Author: Chidanand Rajghatta
Publication: The Times of India
Date: May 16, 2009
URL: http://timesofindia.indiatimes.com/World/India-thinks-Pak-N-sites-already-in-radical-hands-Report/articleshow/4537037.cms
India's Prime Minister Manmohan Singh has
told President Obama that nuclear sites in Pakistan's restive frontier province
are "already partly" in the hands of Islamic extremists, an Israeli
journal has said, amid considerable anxiety among US pundits here over Washington's
confidence in the security of the troubled nation's nuclear arsenal.
Claims about the high-level exchange between
New Delhi and Washington were made in the Debka, a journal said to have close
ties with Israeli intelligence, under the headline "Singh warns Obama:
Pakistan is lost." The brief story said the Indian prime minister had
named Pakistani nuclear sites in the areas which were Taliban-Qaida strongholds
and said the sites are already partly in the hands of "Muslim extremists."
A sub-head to the story said "India gets ready for a Taliban-ruled nuclear
neighbor."
There was no official word from either Washington
or New Delhi about the exchanges, with India in the throes of an election
and US winding down for the weekend. But US experts have been greatly perturbed
in recent days about what they say is Washington's misplaced confidence in,
and lackadaisical approach towards, Pakistan's nuclear assets. The disquiet
comes amid reports that Pakistan is ramping up its nuclear arsenal even as
the rest of the world is scaling it down.
"It is quite disturbing that the administration
is allowing Pakistan to quantitatively and qualitatively step up production
of fissile material without as much as a public reproach," Robert Windrem,
a visiting scholar with the Center for Law and Security in New York University
and an expert on South Asia nuclear issues told ToI in an interview on Thursday.
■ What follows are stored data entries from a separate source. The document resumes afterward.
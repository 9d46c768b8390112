//! The public configuration document served to the site client.

use std::sync::Arc;

use domains::{ConfigSource, DomainError, Result, SettingsProvider};
use serde_json::{Map, Value};

#[derive(Clone)]
pub struct SiteConfigService {
    source: Arc<dyn ConfigSource>,
    settings: Arc<dyn SettingsProvider>,
}

impl SiteConfigService {
    pub fn new(source: Arc<dyn ConfigSource>, settings: Arc<dyn SettingsProvider>) -> Self {
        Self { source, settings }
    }

    /// Reads the static document and overlays the live site name.
    /// Nothing is cached: every call reads the source and the settings again.
    pub async fn load(&self) -> Result<Value> {
        let mut config = self.source.load().await?;
        let app_name = self.settings.settings().meta.app_name;

        let root = config
            .as_object_mut()
            .ok_or_else(|| DomainError::Configuration("config document must be a JSON object".into()))?;
        let site = root
            .entry("site")
            .or_insert_with(|| Value::Object(Map::new()));
        if !site.is_object() {
            *site = Value::Object(Map::new());
        }
        if let Some(site) = site.as_object_mut() {
            site.insert("name".into(), Value::String(app_name.clone()));
            site.insert("copyright".into(), Value::String(app_name));
        }
        Ok(config)
    }
}
//! `POST /api/generate` against fake Gemini and image services.

use axum::extract::Path;
use axum::http::{header, StatusCode};
use axum::response::Redirect;
use axum::routing::{get, post};
use axum::{Json, Router};
use integration_tests::{spawn_app, spawn_upstream, AppOptions, TestApp};
use serde_json::{json, Value};

const GENERATED: &str =
    r#"{"title": "Understanding Ownership in Rust", "body": "Every value has a single owner."}"#;

fn gemini_answering(status: StatusCode, body: Value) -> Router {
    Router::new().route(
        "/v1beta/models/{model}",
        post(move || {
            let body = body.clone();
            async move { (status, Json(body)) }
        }),
    )
}

fn candidate(text: &str) -> Value {
    json!({"candidates": [{"content": {"parts": [{"text": text}], "role": "model"}}]})
}

/// Redirects `/seed/..` to a fixed image, the way the real service does.
fn images_ok() -> Router {
    Router::new()
        .route(
            "/seed/{seed}/{width}/{height}",
            get(|Path((_, width, height)): Path<(String, u32, u32)>| async move {
                Redirect::temporary(&format!("/id/7/{width}/{height}.jpg"))
            }),
        )
        .route(
            "/id/{id}/{width}/{file}",
            get(|| async { ([(header::CONTENT_TYPE, "image/jpeg")], vec![0xFF_u8, 0xD8, 0xFF, 0xE0]) }),
        )
}

fn images_failing() -> Router {
    Router::new().route(
        "/seed/{seed}/{width}/{height}",
        get(|| async { StatusCode::INTERNAL_SERVER_ERROR }),
    )
}

async fn generate(app: &TestApp) -> (u16, Value) {
    app.send(
        app.http
            .post(app.url("/api/generate"))
            .bearer_auth(app.user_token()),
    )
    .await
}

async fn metrics(app: &TestApp) -> String {
    app.http
        .get(app.url("/api/metrics"))
        .send()
        .await
        .unwrap()
        .text()
        .await
        .unwrap()
}

#[tokio::test]
async fn generates_post_with_downloaded_images() {
    let gemini = spawn_upstream(gemini_answering(StatusCode::OK, candidate(GENERATED))).await;
    let images = spawn_upstream(images_ok()).await;
    let app = spawn_app(AppOptions {
        gemini_base_url: gemini,
        images_base_url: images,
        max_images: 3,
        ..AppOptions::default()
    })
    .await;

    for _ in 0..3 {
        let (status, body) = generate(&app).await;
        assert_eq!(status, 200, "{body}");
        assert_eq!(body["message"], "Post generated successfully");
        assert_eq!(body["record"]["title"], "Understanding Ownership in Rust");
        assert_eq!(body["record"]["body"], "Every value has a single owner.");
        assert_eq!(body["record"]["slug"], "understanding-ownership-in-rust");

        let id = body["record"]["id"].as_str().unwrap();
        assert_eq!(id.len(), 15);
        let image_count = body["record"]["imageCount"].as_u64().unwrap() as usize;
        assert!(image_count <= 3);

        let (status, record) = app
            .send(app.http.get(app.url(&format!("/api/collections/posts/records/{id}"))))
            .await;
        assert_eq!(status, 200);
        assert_eq!(record["user"], "usr000000000001");
        let files = record["files"].as_array().unwrap();
        assert_eq!(files.len(), image_count);
        for name in files {
            let path = app.files.record_dir(id).join(name.as_str().unwrap());
            assert!(path.exists(), "{}", path.display());
        }
    }

    assert!(metrics(&app).await.contains("inkwell_posts_generated_total 3"));
    // Generation writes no audit entries.
    assert!(app.audit_entries().is_empty());
}

#[tokio::test]
async fn failing_image_service_still_saves_the_post_without_files() {
    let gemini = spawn_upstream(gemini_answering(StatusCode::OK, candidate(GENERATED))).await;
    let images = spawn_upstream(images_failing()).await;
    let app = spawn_app(AppOptions {
        gemini_base_url: gemini,
        images_base_url: images,
        max_images: 4,
        ..AppOptions::default()
    })
    .await;

    for _ in 0..3 {
        let (status, body) = generate(&app).await;
        assert_eq!(status, 200, "{body}");
        assert_eq!(body["record"]["imageCount"], 0);
    }

    let (_, list) = app
        .send(app.http.get(app.url("/api/collections/posts/records")))
        .await;
    assert_eq!(list["totalItems"], 3);
}

#[tokio::test]
async fn plain_text_answer_still_becomes_a_post() {
    let text = "Async Rust is cooperative. Futures do nothing until polled.";
    let gemini = spawn_upstream(gemini_answering(StatusCode::OK, candidate(text))).await;
    let app = spawn_app(AppOptions {
        gemini_base_url: gemini,
        ..AppOptions::default()
    })
    .await;

    let (status, body) = generate(&app).await;
    assert_eq!(status, 200, "{body}");
    assert!(!body["record"]["title"].as_str().unwrap().is_empty());
    assert!(!body["record"]["body"].as_str().unwrap().is_empty());
}

#[tokio::test]
async fn upstream_status_is_passed_through() {
    let quota = json!({"error": {"code": 429, "message": "Resource has been exhausted"}});
    let gemini = spawn_upstream(gemini_answering(StatusCode::TOO_MANY_REQUESTS, quota.clone())).await;
    let app = spawn_app(AppOptions {
        gemini_base_url: gemini,
        ..AppOptions::default()
    })
    .await;

    let (status, body) = generate(&app).await;
    assert_eq!(status, 429);
    assert_eq!(body["error"], "Failed to generate content with Gemini API");
    let details: Value = serde_json::from_str(body["details"].as_str().unwrap()).unwrap();
    assert_eq!(details, quota);

    assert!(metrics(&app)
        .await
        .contains(r#"inkwell_generation_failures_total{reason="upstream_status"} 1"#));
}

#[tokio::test]
async fn answer_without_candidates_is_a_format_error() {
    let gemini = spawn_upstream(gemini_answering(StatusCode::OK, json!({"promptFeedback": {}}))).await;
    let app = spawn_app(AppOptions {
        gemini_base_url: gemini,
        ..AppOptions::default()
    })
    .await;

    let (status, body) = generate(&app).await;
    assert_eq!(status, 500);
    assert_eq!(body["error"], "Unexpected Gemini API response format");
    assert!(body["details"].as_str().unwrap().contains("promptFeedback"));
}

#[tokio::test]
async fn missing_key_names_the_variable() {
    let app = spawn_app(AppOptions {
        gemini_key: None,
        gemini_key_env: "INKWELL_IT_MISSING_GEMINI_KEY",
        ..AppOptions::default()
    })
    .await;

    let (status, body) = generate(&app).await;
    assert_eq!(status, 500);
    assert_eq!(
        body,
        json!({"error": "INKWELL_IT_MISSING_GEMINI_KEY not configured in environment"})
    );
}

#[tokio::test]
async fn unreachable_gemini_is_a_generic_failure() {
    let app = spawn_app(AppOptions::default()).await;

    let (status, body) = generate(&app).await;
    assert_eq!(status, 500);
    assert_eq!(body["error"], "Failed to generate post");
    assert!(body["stack"].is_array());
}

#[tokio::test]
async fn generate_requires_auth() {
    let app = spawn_app(AppOptions::default()).await;
    let (status, body) = app
        .send(app.http.post(app.url("/api/generate")))
        .await;
    assert_eq!(status, 401);
    assert_eq!(body["error"], "unauthorized");
}
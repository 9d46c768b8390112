use axum::extract::State;
use axum::{Extension, Json};
use domains::{Identity, PostSummary};
use serde::Serialize;

use crate::error::ApiError;
use crate::state::AppContext;

#[derive(Debug, Serialize)]
pub struct GenerateResponse {
    pub record: PostSummary,
    pub message: &'static str,
}

pub async fn generate(
    State(ctx): State<AppContext>,
    Extension(identity): Extension<Identity>,
) -> Result<Json<GenerateResponse>, ApiError> {
    match ctx.generation.generate(&identity).await {
        Ok(generated) => {
            ctx.metrics.post_generated();
            if generated.images_dropped {
                ctx.metrics.images_dropped();
            }
            Ok(Json(GenerateResponse {
                record: PostSummary::from(&generated.post),
                message: "Post generated successfully",
            }))
        }
        Err(err) => {
            ctx.metrics.generation_failed(err.reason());
            Err(err.into())
        }
    }
}
use std::time::Duration;

use reqwest::Client;
use serde_json::Value;
use url::Url;

use crate::errors::{ClientError, HostErrorBody};

/// HTTP access to the Inkwell API from the site front end.
#[derive(Debug, Clone)]
pub struct SiteClient {
    http: Client,
    base_url: Url,
}

impl SiteClient {
    const REQUEST_TIMEOUT: Duration = Duration::from_secs(30);

    pub fn new(base_url: &str) -> Result<Self, ClientError> {
        // A trailing slash keeps `join` from dropping the last path segment.
        let mut base_url = Url::parse(base_url)?;
        if !base_url.path().ends_with('/') {
            let path = format!("{}/", base_url.path());
            base_url.set_path(&path);
        }
        let http = Client::builder()
            .timeout(Self::REQUEST_TIMEOUT)
            .user_agent(concat!("inkwell-site/", env!("CARGO_PKG_VERSION")))
            .build()?;
        Ok(Self { http, base_url })
    }

    pub fn base_url(&self) -> &Url {
        &self.base_url
    }

    fn url(&self, path: &str) -> Result<Url, ClientError> {
        Ok(self.base_url.join(path.trim_start_matches('/'))?)
    }

    /// Requests the admin UI and reports whether the server redirected it,
    /// which happens while installation is unfinished.
    pub async fn admin_redirected(&self) -> Result<bool, ClientError> {
        let requested = self.url("_/")?;
        let response = self.http.get(requested.clone()).send().await?;
        Ok(response.url() != &requested)
    }

    /// `GET /api/config`.
    pub async fn fetch_config(&self) -> Result<Value, ClientError> {
        self.get_json("api/config").await
    }

    pub async fn get_json(&self, path: &str) -> Result<Value, ClientError> {
        let response = self.http.get(self.url(path)?).send().await?;
        let status = response.status();
        if !status.is_success() {
            let body = response.json::<HostErrorBody>().await.unwrap_or_default();
            return Err(ClientError::Api {
                status: status.as_u16(),
                body,
            });
        }
        Ok(response.json().await?)
    }
}
//! # remote-adapters
//!
//! Ports backed by outbound HTTP: the Gemini content generator, the remote
//! file fetcher and the mail clients.

pub mod fetcher;
pub mod gemini;
pub mod mail;

pub use fetcher::HttpFileFetcher;
pub use gemini::{GeminiClient, GeminiOptions};
pub use mail::{HttpRelayMailer, LogMailer};

use std::time::Duration;

/// Shared outbound client settings.
pub(crate) fn http_client(timeout: Duration) -> anyhow::Result<reqwest::Client> {
    Ok(reqwest::Client::builder()
        .timeout(timeout)
        .user_agent(concat!("inkwell/", env!("CARGO_PKG_VERSION")))
        .build()?)
}

#[cfg(test)]
pub(crate) mod test_server {
    use axum::Router;

    /// Serves the router on an ephemeral local port and returns its base URL.
    pub async fn spawn(router: Router) -> String {
        let listener = tokio::net::TcpListener::bind("127.0.0.1:0").await.unwrap();
        let addr = listener.local_addr().unwrap();
        tokio::spawn(async move {
            axum::serve(listener, router).await.unwrap();
        });
        format!("http://{addr}")
    }
}
//! # Domain Models
//!
//! These structs represent the records and payloads Inkwell moves around.
//! Field names serialize the way the site client expects them
//! (`collectionId`, `collectionName`, ...).

use bytes::Bytes;
use chrono::{DateTime, Utc};
use serde::{Deserialize, Serialize};
use uuid::Uuid;

use crate::identity::Identity;

/// Name of the only collection this site manages.
pub const POSTS_COLLECTION: &str = "posts";

/// Stable id of the posts collection.
pub const POSTS_COLLECTION_ID: &str = "pbc_posts000001";

/// A blog post as stored by the record store.
#[derive(Debug, Clone, PartialEq, Serialize, Deserialize)]
#[serde(rename_all = "camelCase")]
pub struct Post {
    /// 15 character lowercase alphanumeric record id
    pub id: String,
    pub collection_id: String,
    pub collection_name: String,
    pub created: DateTime<Utc>,
    pub updated: DateTime<Utc>,
    pub title: String,
    /// Markdown source
    pub body: String,
    /// URL-safe, at most [`Post::MAX_SLUG_LEN`] characters. Not unique.
    pub slug: String,
    /// Id of the authenticated user that created the post, if any
    pub user: Option<String>,
    /// Stored attachment names, in upload order
    pub files: Vec<String>,
}

impl Post {
    pub const MAX_FILES: usize = 4;
    pub const MAX_SLUG_LEN: usize = 60;
}

/// Fields a client supplies when creating a post.
#[derive(Debug, Clone, Default, Deserialize)]
pub struct PostDraft {
    pub title: String,
    #[serde(default)]
    pub body: String,
    #[serde(default)]
    pub slug: Option<String>,
    #[serde(skip)]
    pub user: Option<String>,
}

/// Partial update of a post. Absent fields are left untouched.
#[derive(Debug, Clone, Default, Deserialize)]
pub struct PostPatch {
    pub title: Option<String>,
    pub body: Option<String>,
    pub slug: Option<String>,
}

/// The normalized projection returned after generating a post.
#[derive(Debug, Clone, PartialEq, Serialize, Deserialize)]
#[serde(rename_all = "camelCase")]
pub struct PostSummary {
    pub id: String,
    pub title: String,
    pub body: String,
    pub slug: String,
    pub image_count: usize,
}

impl From<&Post> for PostSummary {
    fn from(post: &Post) -> Self {
        Self {
            id: post.id.clone(),
            title: post.title.clone(),
            body: post.body.clone(),
            slug: post.slug.clone(),
            image_count: post.files.len(),
        }
    }
}

/// A file waiting to be attached to a record.
#[derive(Debug, Clone)]
pub struct Attachment {
    /// Original file name, e.g. `photo.jpg`
    pub name: String,
    pub content_type: mime::Mime,
    pub bytes: Bytes,
}

/// Live application settings.
#[derive(Debug, Clone, Default, PartialEq, Serialize, Deserialize)]
pub struct Settings {
    pub meta: SettingsMeta,
}

#[derive(Debug, Clone, Default, PartialEq, Serialize, Deserialize)]
#[serde(rename_all = "camelCase")]
pub struct SettingsMeta {
    pub app_name: String,
    pub app_url: String,
    pub sender_name: String,
    pub sender_address: String,
}

#[derive(Debug, Clone, PartialEq, Serialize, Deserialize)]
pub struct MailAddress {
    pub address: String,
    #[serde(default, skip_serializing_if = "String::is_empty")]
    pub name: String,
}

/// An outgoing email.
#[derive(Debug, Clone, PartialEq, Serialize, Deserialize)]
pub struct MailMessage {
    pub from: MailAddress,
    pub to: Vec<MailAddress>,
    pub subject: String,
    pub text: String,
    pub html: String,
}

#[derive(Debug, Clone, Copy, PartialEq, Eq, Serialize, Deserialize)]
#[serde(rename_all = "lowercase")]
pub enum AuditAction {
    Insert,
    Update,
    Delete,
}

impl AuditAction {
    pub fn as_str(&self) -> &'static str {
        match self {
            Self::Insert => "insert",
            Self::Update => "update",
            Self::Delete => "delete",
        }
    }
}

/// What the audit writer knows about the request that triggered an event.
#[derive(Debug, Clone, PartialEq, Serialize, Deserialize)]
pub struct RequestContext {
    pub method: String,
    pub path: String,
    pub identity: Identity,
}

/// One create/update/delete event.
#[derive(Debug, Clone, PartialEq, Serialize, Deserialize)]
pub struct AuditEntry {
    pub id: Uuid,
    pub action: AuditAction,
    pub collection: String,
    pub record_id: String,
    /// Snapshot of the record after the event (before it, for deletes)
    pub record: serde_json::Value,
    pub request: RequestContext,
    pub created: DateTime<Utc>,
}

impl AuditEntry {
    pub fn new(
        action: AuditAction,
        collection: &str,
        record_id: &str,
        record: serde_json::Value,
        request: RequestContext,
    ) -> Self {
        Self {
            id: Uuid::new_v4(),
            action,
            collection: collection.to_string(),
            record_id: record_id.to_string(),
            record,
            request,
            created: Utc::now(),
        }
    }
}
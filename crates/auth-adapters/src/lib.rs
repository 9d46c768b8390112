//! # auth-adapters
//!
//! `IdentityResolver` implementations. Both take the bearer token with or
//! without its `Bearer ` prefix.
//!
//! - `StaticTokenResolver` maps fixed tokens to identities (local tooling, tests)
//! - `JwtIdentityResolver` verifies HS256 tokens (feature `auth-jwt`)

pub mod static_tokens;

#[cfg(feature = "auth-jwt")]
pub mod jwt;

pub use static_tokens::StaticTokenResolver;

#[cfg(feature = "auth-jwt")]
pub use jwt::{Claims, JwtIdentityResolver, TokenError, TokenKind};

/// Strips an optional, case-insensitive `Bearer ` prefix from an
/// `Authorization` header value. Blank values give `None`.
pub fn bearer_token(header: &str) -> Option<&str> {
    let trimmed = header.trim();
    let token = match trimmed.split_once(' ') {
        Some((scheme, rest)) if scheme.eq_ignore_ascii_case("bearer") => rest.trim_start(),
        _ if trimmed.eq_ignore_ascii_case("bearer") => "",
        _ => trimmed,
    };
    if token.is_empty() {
        None
    } else {
        Some(token)
    }
}
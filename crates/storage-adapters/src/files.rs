//! # Local file store
//!
//! Filesystem implementation of `FileStore`.
//! Attachments live under `<root>/<record_id>/`; each stored name carries a
//! short content hash so two uploads with the same name never collide.

use std::path::{Path, PathBuf};

use async_trait::async_trait;
use domains::{Attachment, DomainError, FileStore, Result};
use sha2::{Digest, Sha256};
use tokio::fs;

pub struct LocalFileStore {
    /// Root directory for all attachments (e.g., "./data/storage")
    root_path: PathBuf,
}

impl LocalFileStore {
    pub fn new(root: impl Into<PathBuf>) -> Self {
        Self {
            root_path: root.into(),
        }
    }

    pub fn record_dir(&self, record_id: &str) -> PathBuf {
        self.root_path.join(record_id)
    }

    pub fn root(&self) -> &Path {
        &self.root_path
    }
}

#[async_trait]
impl FileStore for LocalFileStore {
    /// Writes the bytes as `<stem>_<hash10>.<ext>` and returns that name.
    async fn save(&self, record_id: &str, attachment: Attachment) -> Result<String> {
        if !is_safe_segment(record_id) {
            return Err(DomainError::Validation(format!("invalid record id {record_id:?}")));
        }

        let mut hasher = Sha256::new();
        hasher.update(&attachment.bytes);
        let hash = hex::encode(hasher.finalize());

        let name = stored_name(&attachment.name, &attachment.content_type, &hash[..10]);
        let dir = self.record_dir(record_id);
        fs::create_dir_all(&dir)
            .await
            .map_err(|e| DomainError::Internal(format!("create {}: {e}", dir.display())))?;

        let target = dir.join(&name);
        fs::write(&target, &attachment.bytes)
            .await
            .map_err(|e| DomainError::Internal(format!("write {}: {e}", target.display())))?;

        tracing::debug!(record_id, file = %name, bytes = attachment.bytes.len(), "stored attachment");
        Ok(name)
    }

    async fn remove_all(&self, record_id: &str) -> Result<()> {
        if !is_safe_segment(record_id) {
            return Err(DomainError::Validation(format!("invalid record id {record_id:?}")));
        }
        match fs::remove_dir_all(self.record_dir(record_id)).await {
            Ok(()) => Ok(()),
            Err(e) if e.kind() == std::io::ErrorKind::NotFound => Ok(()),
            Err(e) => Err(DomainError::Internal(format!("remove files of {record_id}: {e}"))),
        }
    }
}

fn is_safe_segment(segment: &str) -> bool {
    !segment.is_empty() && segment.chars().all(|c| c.is_ascii_alphanumeric() || c == '_' || c == '-')
}

/// Sanitized stem plus hash, keeping or guessing the extension.
fn stored_name(original: &str, content_type: &mime::Mime, hash: &str) -> String {
    let path = Path::new(original);
    let stem: String = path
        .file_stem()
        .and_then(|s| s.to_str())
        .unwrap_or("file")
        .chars()
        .map(|c| if c.is_ascii_alphanumeric() { c.to_ascii_lowercase() } else { '_' })
        .take(40)
        .collect();
    let stem = if stem.trim_matches('_').is_empty() { "file".to_string() } else { stem };

    let ext = path
        .extension()
        .and_then(|e| e.to_str())
        .filter(|e| !e.is_empty() && e.chars().all(|c| c.is_ascii_alphanumeric()))
        .map(|e| e.to_ascii_lowercase())
        .or_else(|| {
            mime_guess::get_mime_extensions(content_type)
                .and_then(|exts| exts.first())
                .map(|e| e.to_string())
        });

    match ext {
        Some(ext) => format!("{stem}_{hash}.{ext}"),
        None => format!("{stem}_{hash}"),
    }
}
"Iraq and Iran did not get a similar concessions... and Pakistan has
a much worse record of proliferation and security breaches than any other
country in the world."
Windrem, a former producer with NBC whose
book "Critical Mass" was among the first to red flag Islamabad's
proliferation record going back to the 1980s, referred to recent reports and
satellite images showing Pakistan building two large new plutonium production
reactors in Khushab, which experts say could lead to improvements in the quantity
and quality of the country's nuclear arsenal. The reactors had nothing to
do with power-production' they are weapons-specific, and are being built with
resources who diversion is enabled by the billions of dollars the US is giving
to Pakistan as aid, he said.
Windrem also pointed out that Khushab's former
director, Sultan Bashiruddin Mahmood met with Osama bin Laden and his deputy,
Ayman al-Zawahiri, and offered a nuclear weapons tutorial around an Afghanistan
campfire, as attested by the former CIA Director George Tenet in his memoir
"At the Center of the Storm." Yet successive US administrations
had adopted an attitude of benign neglect towards Pakistan's nuclear program
and its expansion at a time the country was in growing ferment and under siege
within from Islamic extremists.
US officials, going up to the President himself,
have repeatedly said in public that they have confidence the Pakistani nuclear
arsenal will not fall into the hands of Islamic extremists, and they have
Islamabad's assurances to this effect. But scholars like Windrem fear Pakistan's
nuclear program may already be infected with the virus of radicalism from
within, as demonstrated by the Sultan Bashiruddin incident.